-- Given records follows --
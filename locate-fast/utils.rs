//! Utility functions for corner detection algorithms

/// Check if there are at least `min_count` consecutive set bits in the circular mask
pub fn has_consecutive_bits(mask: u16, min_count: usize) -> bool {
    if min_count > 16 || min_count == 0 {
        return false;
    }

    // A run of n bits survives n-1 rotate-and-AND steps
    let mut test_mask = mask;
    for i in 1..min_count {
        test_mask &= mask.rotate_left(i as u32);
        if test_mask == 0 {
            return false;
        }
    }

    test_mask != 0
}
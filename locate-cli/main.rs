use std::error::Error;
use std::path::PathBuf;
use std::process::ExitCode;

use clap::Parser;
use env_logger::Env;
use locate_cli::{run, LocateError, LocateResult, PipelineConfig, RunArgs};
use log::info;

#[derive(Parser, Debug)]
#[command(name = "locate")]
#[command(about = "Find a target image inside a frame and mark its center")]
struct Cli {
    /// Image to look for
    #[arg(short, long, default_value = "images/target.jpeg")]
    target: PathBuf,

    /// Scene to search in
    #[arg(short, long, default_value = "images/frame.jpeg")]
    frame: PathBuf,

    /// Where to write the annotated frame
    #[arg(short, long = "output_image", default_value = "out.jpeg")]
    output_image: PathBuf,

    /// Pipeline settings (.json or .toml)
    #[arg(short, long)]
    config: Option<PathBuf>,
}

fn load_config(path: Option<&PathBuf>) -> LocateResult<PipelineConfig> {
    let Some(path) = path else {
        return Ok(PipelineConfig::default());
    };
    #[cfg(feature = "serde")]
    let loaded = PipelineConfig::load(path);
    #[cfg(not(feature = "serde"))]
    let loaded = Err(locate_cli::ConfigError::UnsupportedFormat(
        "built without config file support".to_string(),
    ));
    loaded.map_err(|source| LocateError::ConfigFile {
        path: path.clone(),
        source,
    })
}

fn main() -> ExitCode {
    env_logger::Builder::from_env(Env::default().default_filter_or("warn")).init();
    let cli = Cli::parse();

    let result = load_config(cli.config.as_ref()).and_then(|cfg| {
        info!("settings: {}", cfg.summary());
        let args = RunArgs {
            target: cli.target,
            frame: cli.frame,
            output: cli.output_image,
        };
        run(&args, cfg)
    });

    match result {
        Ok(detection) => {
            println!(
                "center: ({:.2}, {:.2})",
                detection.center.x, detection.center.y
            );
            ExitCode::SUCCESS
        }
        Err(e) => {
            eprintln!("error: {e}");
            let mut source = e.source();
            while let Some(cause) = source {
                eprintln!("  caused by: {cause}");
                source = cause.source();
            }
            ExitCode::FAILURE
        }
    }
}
-- Given records concluded --
Find every line in the records that contains the word "LocateResult"; copy those lines.

Output for this exercise:
use locate_cli::{run, LocateError, LocateResult, PipelineConfig, RunArgs};
fn load_config(path: Option<&PathBuf>) -> LocateResult<PipelineConfig> {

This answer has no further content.